Toshiyuki Mimaki, who survived the Hiroshima explosion as a three-year-old, has already seen the historical biographical drama. The story of the atomic bomb designer Oppenheimer continues to fascinate him. “I can’t understand how the Japanese could attack Pearl Harbor and start a war they couldn’t win,” says an eighty-one-year-old Japanese man today.

Mimaki chairs the confederation of Hiroshima and Nagasaki survivors. He saw the film ahead of time at a special screening for invited guests. “The whole time I was waiting in the cinema for the shot with the dropping of the bomb on Hiroshima to finally come, but they didn’t put it there at all,” he wonders.

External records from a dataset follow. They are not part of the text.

use serde::{Deserialize, Serialize};

use crate::render::Color;

/// Colors and stroke settings for the timeline render plan.
///
/// Purely presentational: none of these values feed back into mapping,
/// snapping or gesture handling.
#[derive(Debug, Clone, Copy, PartialEq, Serialize, Deserialize)]
pub struct TimelineStyle {
    pub background_color: Color,
    pub border_color: Color,
    pub bottom_line_color: Color,
    /// Graduation tick color.
    pub vertical_bar_color: Color,
    pub label_color: Color,
    pub playhead_color: Color,
    /// Fill of the synthesized "not recorded" interval.
    pub gap_color: Color,
    pub hover_color: Color,
    pub tick_line_width: f64,
    pub playhead_line_width: f64,
    pub label_font_size_px: f64,
}

impl Default for TimelineStyle {
    fn default() -> Self {
        Self {
            background_color: Color::from_rgba8(0xf7, 0xf7, 0xf7, 0xff),
            border_color: Color::rgb(1.0, 1.0, 1.0),
            bottom_line_color: Color::TRANSPARENT,
            vertical_bar_color: Color::from_rgba8(0x33, 0x33, 0x33, 0xff),
            label_color: Color::from_rgba8(0x33, 0x33, 0x33, 0xff),
            playhead_color: Color::from_rgba8(0x3e, 0xbe, 0xff, 0xff),
            gap_color: Color::from_rgba8(0xd9, 0x10, 0x00, 0xff),
            hover_color: Color::from_rgba8(0x80, 0x80, 0x80, 0xff),
            tick_line_width: 1.0,
            playhead_line_width: 1.0,
            label_font_size_px: 10.0,
        }
    }
}

impl TimelineStyle {
    #[must_use]
    pub fn with_background_color(mut self, color: Color) -> Self {
        self.background_color = color;
        self
    }

    #[must_use]
    pub fn with_border_color(mut self, color: Color) -> Self {
        self.border_color = color;
        self
    }

    #[must_use]
    pub fn with_bottom_line_color(mut self, color: Color) -> Self {
        self.bottom_line_color = color;
        self
    }

    #[must_use]
    pub fn with_vertical_bar_color(mut self, color: Color) -> Self {
        self.vertical_bar_color = color;
        self
    }

    #[must_use]
    pub fn with_playhead_color(mut self, color: Color) -> Self {
        self.playhead_color = color;
        self
    }

    #[must_use]
    pub fn with_gap_color(mut self, color: Color) -> Self {
        self.gap_color = color;
        self
    }
}
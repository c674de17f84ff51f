use serde::{Deserialize, Serialize};
use smallvec::SmallVec;

use crate::core::interval::IntervalIndex;

/// Which neighbour wins when a candidate sits in a hole between recordings.
///
/// `Earlier` sends the exact midpoint to the previous recording's end;
/// `Later` sends it to the next recording's start.
#[derive(Debug, Clone, Copy, PartialEq, Eq, Default, Serialize, Deserialize)]
pub enum MidpointTieBreak {
    #[default]
    Earlier,
    Later,
}

/// Hard playhead limits taken from the configured thresholds.
#[derive(Debug, Clone, Copy, PartialEq, Eq, Serialize, Deserialize)]
pub struct SnapBounds {
    min_time: i64,
    max_time: i64,
    live: bool,
}

impl SnapBounds {
    /// `live` is derived from whether `now_ms` is still within the end threshold.
    #[must_use]
    pub fn new(start_threshold: i64, end_threshold: i64, now_ms: i64) -> Self {
        Self {
            min_time: start_threshold.min(end_threshold),
            max_time: start_threshold.max(end_threshold),
            live: now_ms <= end_threshold,
        }
    }

    #[must_use]
    pub fn min_time(self) -> i64 {
        self.min_time
    }

    #[must_use]
    pub fn max_time(self) -> i64 {
        self.max_time
    }

    #[must_use]
    pub fn is_live(self) -> bool {
        self.live
    }

    #[must_use]
    pub fn clamp(self, time: i64) -> i64 {
        time.clamp(self.min_time, self.max_time)
    }
}

/// Resolves candidate times to the time the playhead may rest at.
///
/// The only authority for committed playhead times; called on gesture
/// release, keyboard steps, external seeks and playback ticks.
#[derive(Debug, Clone, Copy)]
pub struct TimeSnapper<'a> {
    index: &'a IntervalIndex,
    bounds: SnapBounds,
    tie_break: MidpointTieBreak,
}

impl<'a> TimeSnapper<'a> {
    #[must_use]
    pub fn new(index: &'a IntervalIndex, bounds: SnapBounds, tie_break: MidpointTieBreak) -> Self {
        Self {
            index,
            bounds,
            tie_break,
        }
    }

    #[must_use]
    pub fn bounds(&self) -> SnapBounds {
        self.bounds
    }

    /// Maps `candidate` to an allowed rest time. `snap(snap(t)) == snap(t)`.
    #[must_use]
    pub fn snap(&self, candidate: i64) -> i64 {
        let bounded = self.bounds.clamp(candidate);
        let resting = self.resolve_recorded(bounded);
        let claimed = self.resolve_events(resting);
        self.bounds.clamp(claimed)
    }

    /// Recorded-track rules: inside a recording stays put, before the first
    /// or after the last recording goes to the nearest edge (unless live),
    /// and a hole between recordings goes to the closer edge.
    fn resolve_recorded(&self, candidate: i64) -> i64 {
        let (Some(first), Some(last)) = (self.index.first_recorded(), self.index.last_recorded())
        else {
            return candidate;
        };

        if self.index.recorded_containing(candidate).is_some() {
            return candidate;
        }
        if candidate < first.start_time {
            return first.start_time;
        }
        if candidate > last.end_time {
            return if self.bounds.is_live() {
                candidate
            } else {
                last.end_time
            };
        }

        match self.index.gap_around(candidate) {
            Some((previous, next)) => {
                let midpoint = (previous.end_time as f64 + next.start_time as f64) / 2.0;
                let candidate = candidate as f64;
                let take_previous = match self.tie_break {
                    MidpointTieBreak::Earlier => candidate <= midpoint,
                    MidpointTieBreak::Later => candidate < midpoint,
                };
                if take_previous {
                    previous.end_time
                } else {
                    next.start_time
                }
            }
            // Only reachable with unsorted input; accept the candidate as-is.
            None => candidate,
        }
    }

    /// Event overlay: a covering event pulls the playhead to its start.
    ///
    /// Only events starting at a rest point may claim; overlapping claims
    /// resolve to the earliest start until no earlier claim remains.
    fn resolve_events(&self, resting: i64) -> i64 {
        if self.index.events().is_empty() {
            return resting;
        }

        let mut current = resting;
        loop {
            let claims: SmallVec<[i64; 4]> = self
                .index
                .events_containing(current)
                .map(|event| event.start_time)
                .filter(|start| self.is_rest_point(*start))
                .collect();
            match claims.into_iter().min() {
                Some(start) if start < current => current = start,
                Some(start) => return start,
                None => return current,
            }
        }
    }

    fn is_rest_point(&self, time: i64) -> bool {
        self.bounds.clamp(time) == time && self.resolve_recorded(time) == time
    }
}
mod data_controller;
mod engine;
mod engine_accessors;
mod engine_config;
mod engine_core;
mod engine_init;
mod interaction_controller;
mod json_contract;
mod listener_dispatch;
mod listener_registry;
mod playback_controller;
mod render_frame_builder;
mod render_style;
mod validation;

pub use engine::TimelineEngine;
pub use engine_config::TimelineEngineConfig;
pub use json_contract::{RENDER_FRAME_JSON_SCHEMA_V1, RenderFrameJsonContractV1};
pub use render_style::TimelineStyle;
use serde::{Deserialize, Serialize};
use tracing::{debug, trace};

use crate::core::{TimeSnapper, ViewWindow, Viewport, ZoomPanController};

/// Pointer gesture phase.
#[derive(Debug, Clone, Copy, PartialEq, Eq, Serialize, Deserialize)]
pub enum DragPhase {
    Idle,
    /// Pointer is down but has not moved yet; pan vs. scrub is undecided.
    Pressed,
    PanningTimeline,
    DraggingPlayhead,
}

/// Committed playhead time plus its on-screen position.
///
/// While `dragging`, `pixel_x` follows the pointer and is not yet reflected
/// in `current_time`; the commit happens on release.
#[derive(Debug, Clone, Copy, PartialEq, Serialize, Deserialize)]
pub struct PlayheadState {
    pub current_time: i64,
    pub pixel_x: f64,
    pub dragging: bool,
    pub is_panning: bool,
}

impl PlayheadState {
    #[must_use]
    pub fn at(current_time: i64, window: ViewWindow) -> Self {
        Self {
            current_time,
            pixel_x: window.time_to_pixel(current_time),
            dragging: false,
            is_panning: false,
        }
    }

    /// Time under the marker: the unsnapped pointer time mid-drag, the
    /// committed time otherwise.
    #[must_use]
    pub fn display_time(self, window: ViewWindow) -> i64 {
        if self.dragging {
            window.pixel_to_time_ms(self.pixel_x)
        } else {
            self.current_time
        }
    }

    pub(crate) fn reproject(&mut self, window: ViewWindow) {
        if !self.dragging {
            self.pixel_x = window.time_to_pixel(self.current_time);
        }
    }
}

/// Geometry of the playhead marker, proportioned to the canvas height.
#[derive(Debug, Clone, Copy, PartialEq)]
pub struct PlayheadGlyph {
    scale_unit: f64,
}

impl PlayheadGlyph {
    pub const HALF_WIDTH_UNITS: f64 = 0.6;

    #[must_use]
    pub fn new(viewport: Viewport) -> Self {
        Self {
            scale_unit: viewport.scale_unit(),
        }
    }

    #[must_use]
    pub fn scale_unit(self) -> f64 {
        self.scale_unit
    }

    #[must_use]
    pub fn stem_bottom_y(self) -> f64 {
        self.scale_unit * 2.0
    }

    #[must_use]
    pub fn label_y(self) -> f64 {
        self.scale_unit * 4.55
    }

    /// Vertical band `[top, bottom]` of the grab handle.
    #[must_use]
    pub fn handle_band(self) -> (f64, f64) {
        (self.scale_unit * 2.75, self.scale_unit * 3.75)
    }

    #[must_use]
    pub fn contains(self, playhead_x: f64, x: f64, y: f64) -> bool {
        let half_width = self.scale_unit * Self::HALF_WIDTH_UNITS;
        let (top, bottom) = self.handle_band();
        x >= playhead_x - half_width && x <= playhead_x + half_width && y >= top && y <= bottom
    }

    /// Pentagon hanging below the stem, tip first.
    #[must_use]
    pub fn vertices(self, playhead_x: f64) -> Vec<(f64, f64)> {
        let half_width = self.scale_unit * Self::HALF_WIDTH_UNITS;
        let (top, bottom) = self.handle_band();
        vec![
            (playhead_x, self.stem_bottom_y()),
            (playhead_x - half_width, top),
            (playhead_x - half_width, bottom),
            (playhead_x + half_width, bottom),
            (playhead_x + half_width, top),
        ]
    }
}

/// Advisory time readout under an idle pointer.
#[derive(Debug, Clone, Copy, PartialEq, Serialize, Deserialize)]
pub struct HoverIndicator {
    pub pixel_x: f64,
    pub time: i64,
}

/// What a pointer callback did, for the caller to turn into notifications.
#[derive(Debug, Clone, Copy, PartialEq)]
pub enum DragOutcome {
    None,
    Hover(HoverIndicator),
    ScrubBegan { time: i64 },
    ScrubMoved { time: i64 },
    Panned,
    /// A snapped time was committed; `scrub_ended` when it closed a playhead drag.
    Committed { time: i64, scrub_ended: bool },
    /// Gesture finished without moving the committed time.
    Settled,
}

#[derive(Debug, Clone, Copy, PartialEq)]
pub struct DragStateMachine {
    phase: DragPhase,
    press_x: f64,
    press_y: f64,
    last_x: f64,
}

impl Default for DragStateMachine {
    fn default() -> Self {
        Self {
            phase: DragPhase::Idle,
            press_x: 0.0,
            press_y: 0.0,
            last_x: 0.0,
        }
    }
}

impl DragStateMachine {
    #[must_use]
    pub fn phase(&self) -> DragPhase {
        self.phase
    }

    #[must_use]
    pub fn press_position(&self) -> Option<(f64, f64)> {
        (self.phase != DragPhase::Idle).then_some((self.press_x, self.press_y))
    }

    /// Records the press; pan vs. scrub is decided on the first move.
    ///
    /// A press that arrives before the previous gesture was released settles
    /// that gesture first, as if it had been released where it last was.
    pub fn pointer_down(
        &mut self,
        x: f64,
        y: f64,
        window: ViewWindow,
        playhead: &mut PlayheadState,
        snapper: &TimeSnapper<'_>,
    ) -> DragOutcome {
        let settled = match self.phase {
            DragPhase::Idle => DragOutcome::None,
            DragPhase::DraggingPlayhead => {
                debug!("press while scrubbing; dropping the playhead first");
                self.finish_scrub(window, playhead, snapper)
            }
            DragPhase::Pressed | DragPhase::PanningTimeline => {
                playhead.is_panning = false;
                DragOutcome::Settled
            }
        };
        self.phase = DragPhase::Pressed;
        self.press_x = x;
        self.press_y = y;
        self.last_x = x;
        trace!(x, y, "pointer pressed");
        settled
    }

    pub fn pointer_move(
        &mut self,
        x: f64,
        zoom_pan: &mut ZoomPanController,
        playhead: &mut PlayheadState,
        glyph: PlayheadGlyph,
    ) -> DragOutcome {
        match self.phase {
            DragPhase::Idle => {
                let window = zoom_pan.window();
                DragOutcome::Hover(HoverIndicator {
                    pixel_x: x,
                    time: window.pixel_to_time_ms(x),
                })
            }
            DragPhase::Pressed => {
                // Hit-test where the press happened, not where the pointer is now.
                if glyph.contains(playhead.pixel_x, self.press_x, self.press_y) {
                    self.phase = DragPhase::DraggingPlayhead;
                    playhead.dragging = true;
                    playhead.pixel_x = x;
                    let time = zoom_pan.window().pixel_to_time_ms(x);
                    debug!(time, "playhead scrub began");
                    DragOutcome::ScrubBegan { time }
                } else {
                    self.phase = DragPhase::PanningTimeline;
                    playhead.is_panning = true;
                    debug!("timeline pan began");
                    self.pan_to(x, zoom_pan, playhead)
                }
            }
            DragPhase::DraggingPlayhead => {
                playhead.pixel_x = x;
                DragOutcome::ScrubMoved {
                    time: zoom_pan.window().pixel_to_time_ms(x),
                }
            }
            DragPhase::PanningTimeline => self.pan_to(x, zoom_pan, playhead),
        }
    }

    fn pan_to(
        &mut self,
        x: f64,
        zoom_pan: &mut ZoomPanController,
        playhead: &mut PlayheadState,
    ) -> DragOutcome {
        let delta_x = x - self.last_x;
        self.last_x = x;
        if !zoom_pan.apply_pan(delta_x) {
            return DragOutcome::None;
        }
        // Keep the marker pinned to its time while the ruler slides.
        playhead.reproject(zoom_pan.window());
        DragOutcome::Panned
    }

    /// Ends the gesture at `x`. A bare click seeks, a playhead drag commits
    /// where it was dropped, and a pan just settles.
    pub fn pointer_up(
        &mut self,
        x: f64,
        window: ViewWindow,
        playhead: &mut PlayheadState,
        snapper: &TimeSnapper<'_>,
    ) -> DragOutcome {
        match self.phase {
            DragPhase::Idle => DragOutcome::None,
            DragPhase::Pressed => {
                self.phase = DragPhase::Idle;
                let time = commit(playhead, window.pixel_to_time_ms(x), window, snapper);
                DragOutcome::Committed {
                    time,
                    scrub_ended: false,
                }
            }
            DragPhase::DraggingPlayhead => {
                playhead.pixel_x = x;
                self.finish_scrub(window, playhead, snapper)
            }
            DragPhase::PanningTimeline => {
                self.phase = DragPhase::Idle;
                playhead.is_panning = false;
                DragOutcome::Settled
            }
        }
    }

    /// Pointer left the canvas: same as a release without moving, except a
    /// pending click does not seek.
    pub fn pointer_leave(
        &mut self,
        window: ViewWindow,
        playhead: &mut PlayheadState,
        snapper: &TimeSnapper<'_>,
    ) -> DragOutcome {
        match self.phase {
            DragPhase::Idle => DragOutcome::None,
            DragPhase::DraggingPlayhead => self.finish_scrub(window, playhead, snapper),
            DragPhase::Pressed | DragPhase::PanningTimeline => {
                self.phase = DragPhase::Idle;
                playhead.is_panning = false;
                DragOutcome::Settled
            }
        }
    }

    fn finish_scrub(
        &mut self,
        window: ViewWindow,
        playhead: &mut PlayheadState,
        snapper: &TimeSnapper<'_>,
    ) -> DragOutcome {
        self.phase = DragPhase::Idle;
        let dropped_at = window.pixel_to_time_ms(playhead.pixel_x);
        let time = commit(playhead, dropped_at, window, snapper);
        debug!(dropped_at, time, "playhead scrub ended");
        DragOutcome::Committed {
            time,
            scrub_ended: true,
        }
    }
}

/// Snaps `candidate` and replaces the playhead with the committed state.
fn commit(
    playhead: &mut PlayheadState,
    candidate: i64,
    window: ViewWindow,
    snapper: &TimeSnapper<'_>,
) -> i64 {
    let time = snapper.snap(candidate);
    *playhead = PlayheadState::at(time, window);
    time
}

British director Christopher Nolan’s film focuses more on the fate of scientist Oppenheimer, whose weapon helped end World War II. It does not show the actual dropping of the bombs on Hiroshima and Nagasaki, which in August 1945 immediately killed around 100,000 people. By the end of the same year, the number of victims had risen to roughly 200,000. In the decades that followed, thousands more succumbed to illness from radiation exposure.

It is precisely the absence of scenes depicting the consequences that former Hiroshima mayor Takashi Hiraoka criticizes. “Regarding Hiroshima, the film unfortunately does not sufficiently capture the horror of nuclear weapons,” the Japanese daily Asahi Shimbun quotes him as saying. “It was filmed to support the thesis that the atomic bomb helped save American lives,” states the ninety-six-year-old former politician, who was the mayor of the affected city from 1991 to 1999. According to him, the three-hour epic could have shown the ruins of the destroyed cities and the suffering of the inhabitants in at least a few seconds.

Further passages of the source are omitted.